Doc a un nouveau projet qui l’accapare et justifie à lui-seul son besoin immense de solitude: rédiger une thèse sur les poulpes. Si cette envie lui correspond assez bien, il ne parvient pas à se sentir légitime pour entrer dans la sphère des universitaires scientifiques. Moins présent pour ses amis vagabonds, il tend à s’enfermer des heures dans son laboratoire sans trop se soucier de cette petite fourmilière familière qu’est la Rue de laSardine.
Les bals masqués ont un autre avantage : les gens qui finissent par être fatigués d’eux-mêmes, deviennent quelqu’un d’autre.
C’est à peine s’il remarque Suzy, fraîchement débarquée dans le quartier. Il suffira pourtant de quelques regards bien appuyés pour que naisse un jeu de séduction fait de pudeur et de piques cinglantes entre les deux personnages. Cette idylle naissante – qui leur échappe totalement – offre à leurs dépens un spectacle vivifiant à leurs camarades avides de petits coups montés. Théâtre des passions contenues, scène grouillante des amours maladroites et tâtonnantes, le quartier s’amuse et complote. Les amis solidaires des fêtes passées se transforment en cupidons de pacotille et usent et abusent de leur énergie et de leur ingéniosité cocasse pour parvenir à leur fin.
On dit quelquefois qu’un amputé garde la sensation de sa jambe et se souvient d’elle. Eh bien, moi je me souviens de cette fille. Sans elle, je ne suis pas complet, je ne suis pas vivant. Lorsqu’elle était à mes côtés, j’étais plus vivant que jamais. À l’époque, je n’ai pas compris, mais aujourd’hui, c’est fait. Je ne suis pas un idiot: je sais que si je la conquiers, je passerai de sales moments. Bien des fois je souhaiterais ne l’avoir jamais rencontrée, mais je sais que si je rate je ne serai jamais un homme complet. Je vivrai une vie grise et pleurerai mon amour perdu, chaque heure qui me reste à vivre. Je pourrais me dire « Attendons, j’en rencontrerai de plus belles dans l’avenir », mais ce serait une erreur. Non seulement il n’y en a pas de plus belle, mais il n’y en a pas d’autre du tout. L’avenir sans elle est vide.
Steinbeck clôt ainsi avec ce titre un diptyque social au charme fou qui rend une fois plus grâce à cette humanité qui sommeille en chacun de nous. Quel choix parfait que ce titre à l’insatiable appétit de fragile tendresse. Avec un soupçon d’humour justement dosé et un ton parfois aussi désabusé que ses protagonistes, il nous livre des lignes délicieusement ancrées dans un monde qui a su se réinventer à partir de rien en s’arrosant d’un alcool qui les détourne, dans une joyeuse convivialité, de leur douloureuse condition. Un si belle farce humaine, entretenue par la force des inconditionnelles amitiés indéfectibles.

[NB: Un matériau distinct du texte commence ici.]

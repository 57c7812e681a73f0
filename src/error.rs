//! Crate-level error type.
//!
//! Every fallible operation in the viewer returns [`ViewerError`]. Each
//! variant carries enough context to diagnose the failure without needing to
//! inspect the originating error directly.

use thiserror::Error;

/// Convenience alias used throughout the crate.
pub type Result<T> = std::result::Result<T, ViewerError>;

#[derive(Debug, Error)]
pub enum ViewerError {
    /// A TCP-level connection could not be established, or the request
    /// failed before a response arrived.
    #[error("connection failed to {url}: {detail}")]
    Connect { url: String, detail: String },

    /// The backend replied with a non-2xx status and no usable `detail`.
    #[error("HTTP {status} from {url}")]
    Http { status: u16, url: String },

    /// The backend refused the request and explained why.
    #[error("request rejected ({status}): {detail}")]
    Rejected { status: u16, detail: String },

    /// The response body did not match the expected shape.
    #[error("malformed payload: {detail}")]
    Malformed { detail: String },

    /// No stored credential is available for an authenticated call.
    #[error("not logged in; run `login` first")]
    Unauthorized,

    /// Orchestration progress never reached 100% within the poll budget.
    #[error("orchestration progress unavailable after {polls} polls")]
    OrchestrationTimeout { polls: u32 },

    /// The credential store could not be read or written.
    #[error("credential store error at {path}: {detail}")]
    Store { path: String, detail: String },

    /// The configuration file is invalid.
    #[error("invalid configuration: {0}")]
    Config(String),

    #[error(transparent)]
    Io(#[from] std::io::Error),
}

impl ViewerError {
    /// True for failures the poller retries: transport errors, non-2xx
    /// statuses and undecodable bodies.
    pub fn is_transient(&self) -> bool {
        matches!(
            self,
            ViewerError::Connect { .. }
                | ViewerError::Http { .. }
                | ViewerError::Rejected { .. }
                | ViewerError::Malformed { .. }
        )
    }

    pub(crate) fn malformed(detail: impl std::fmt::Display) -> Self {
        ViewerError::Malformed {
            detail: detail.to_string(),
        }
    }
}

impl From<serde_json::Error> for ViewerError {
    fn from(e: serde_json::Error) -> Self {
        ViewerError::malformed(e)
    }
}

De toutes les inventions humaines, le remords est certainement la plus comique et la plus douloureuse.
Je connaissais Rue de la sardine (dans ma pal mais toujours pas lu), mais je ne savais pas qu’il y avait une suite. Tu confirmes qu’il faut absolument que je lise ce dyptique!

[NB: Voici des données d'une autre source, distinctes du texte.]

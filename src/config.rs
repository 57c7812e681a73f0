//! Runtime configuration.
//!
//! Every value has a default matching the backend web client, so an empty
//! (or absent) TOML file is a valid configuration. `DISCUSSION_VIEWER_BASE_URL`
//! overrides the file's `base_url`.

use std::path::{Path, PathBuf};
use std::time::Duration;

use serde::{Deserialize, Serialize};

use crate::error::{Result, ViewerError};

pub const BASE_URL_ENV: &str = "DISCUSSION_VIEWER_BASE_URL";

#[derive(Debug, Clone, PartialEq, Serialize, Deserialize)]
#[serde(default)]
pub struct ViewerConfig {
    /// Backend origin, e.g. `http://127.0.0.1:8000`.
    pub base_url: String,
    /// Where the token / remembered login are persisted. Defaults to the
    /// platform config directory.
    pub credentials_path: Option<PathBuf>,
    pub poll: PollConfig,
    pub progress: ProgressConfig,
    pub animation: AnimationConfig,
    pub scroll: ScrollConfig,
    pub http: HttpConfig,
}

impl Default for ViewerConfig {
    fn default() -> Self {
        Self {
            base_url: "http://127.0.0.1:8000".to_string(),
            credentials_path: None,
            poll: PollConfig::default(),
            progress: ProgressConfig::default(),
            animation: AnimationConfig::default(),
            scroll: ScrollConfig::default(),
            http: HttpConfig::default(),
        }
    }
}

/// Main discussion poller settings.
#[derive(Debug, Clone, PartialEq, Serialize, Deserialize)]
#[serde(default)]
pub struct PollConfig {
    pub interval_ms: u64,
    /// Consecutive failures after which the session gives up.
    pub max_attempts: u32,
    /// Multiplier applied to the interval after each consecutive failure.
    /// `1.0` keeps a fixed cadence.
    pub backoff_factor: f64,
    pub max_interval_ms: u64,
}

impl Default for PollConfig {
    fn default() -> Self {
        Self {
            interval_ms: 3_000,
            max_attempts: 5,
            backoff_factor: 1.0,
            max_interval_ms: 30_000,
        }
    }
}

/// Orchestration progress polling (runs before the first round).
#[derive(Debug, Clone, PartialEq, Serialize, Deserialize)]
#[serde(default)]
pub struct ProgressConfig {
    pub interval_ms: u64,
    pub max_polls: u32,
}

impl Default for ProgressConfig {
    fn default() -> Self {
        Self {
            interval_ms: 500,
            max_polls: 600,
        }
    }
}

#[derive(Debug, Clone, PartialEq, Serialize, Deserialize)]
#[serde(default)]
pub struct AnimationConfig {
    pub enabled: bool,
    /// Lower bound of the "composing" pause before a regular turn.
    pub typing_delay_min_ms: u64,
    pub typing_delay_max_ms: u64,
    /// Pause between reveal steps.
    pub reveal_step_ms: u64,
}

impl Default for AnimationConfig {
    fn default() -> Self {
        Self {
            enabled: true,
            typing_delay_min_ms: 1_500,
            typing_delay_max_ms: 2_500,
            reveal_step_ms: 20,
        }
    }
}

#[derive(Debug, Clone, PartialEq, Serialize, Deserialize)]
#[serde(default)]
pub struct ScrollConfig {
    pub bottom_threshold_px: f64,
}

impl Default for ScrollConfig {
    fn default() -> Self {
        Self {
            bottom_threshold_px: 50.0,
        }
    }
}

#[derive(Debug, Clone, PartialEq, Serialize, Deserialize)]
#[serde(default)]
pub struct HttpConfig {
    pub connect_timeout_ms: u64,
    pub request_timeout_ms: u64,
}

impl Default for HttpConfig {
    fn default() -> Self {
        Self {
            connect_timeout_ms: 3_000,
            request_timeout_ms: 15_000,
        }
    }
}

impl ViewerConfig {
    /// Parse a TOML document and validate it.
    pub fn from_toml_str(text: &str) -> Result<Self> {
        let cfg: ViewerConfig =
            toml::from_str(text).map_err(|e| ViewerError::Config(e.to_string()))?;
        cfg.validate()?;
        Ok(cfg)
    }

    /// Load from `path` when given (a missing explicit file is an error),
    /// then apply the environment override.
    pub fn load(path: Option<&Path>) -> Result<Self> {
        let mut cfg = match path {
            Some(p) => {
                let text = std::fs::read_to_string(p).map_err(|e| {
                    ViewerError::Config(format!("cannot read {}: {e}", p.display()))
                })?;
                Self::from_toml_str(&text)?
            }
            None => Self::default(),
        };
        if let Ok(url) = std::env::var(BASE_URL_ENV) {
            if !url.trim().is_empty() {
                cfg.base_url = url;
            }
        }
        cfg.validate()?;
        Ok(cfg)
    }

    pub fn validate(&self) -> Result<()> {
        if self.base_url.trim().is_empty() {
            return Err(ViewerError::Config("base_url must not be empty".into()));
        }
        if self.poll.max_attempts == 0 {
            return Err(ViewerError::Config("poll.max_attempts must be at least 1".into()));
        }
        if self.poll.interval_ms == 0 || self.progress.interval_ms == 0 {
            return Err(ViewerError::Config("poll intervals must be non-zero".into()));
        }
        if self.poll.backoff_factor.is_nan() || self.poll.backoff_factor < 1.0 {
            return Err(ViewerError::Config("poll.backoff_factor must be >= 1.0".into()));
        }
        if self.animation.typing_delay_min_ms > self.animation.typing_delay_max_ms {
            return Err(ViewerError::Config(
                "animation.typing_delay_min_ms exceeds typing_delay_max_ms".into(),
            ));
        }
        Ok(())
    }

    /// Base URL without a trailing slash.
    pub fn api_root(&self) -> String {
        self.base_url.trim_end_matches('/').to_string()
    }

    pub fn credentials_path(&self) -> PathBuf {
        self.credentials_path.clone().unwrap_or_else(default_credentials_path)
    }

    pub fn connect_timeout(&self) -> Duration {
        Duration::from_millis(self.http.connect_timeout_ms)
    }

    pub fn request_timeout(&self) -> Duration {
        Duration::from_millis(self.http.request_timeout_ms)
    }
}

pub fn default_credentials_path() -> PathBuf {
    dirs::config_dir()
        .unwrap_or_else(|| PathBuf::from("."))
        .join("discussion-viewer")
        .join("credentials.toml")
}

Oh oui. J’aime vraiment la manière dont cette histoire prend forme et évolue d’un roman à l’autre. Un diptyque qui m’est cher parmi mes lectures de l’auteur.
Merci beaucoup ! Cela me fait plaisir car j’ai pris autant de plaisir à lire les romans qu’à écrire ces chroniques. Je viens d’ailleurs d’en racheter un pour poursuivre cette série de lectures passionnantes. Je te souhaite de découvrir Steinbeck, peut-être avec Des Souris et des Hommes ou un des grands pavés type Les Raisins de la colère ou À l’est d’Eden pour débuter. C’est une chance d’avoir encore tout à découvrir le concernant.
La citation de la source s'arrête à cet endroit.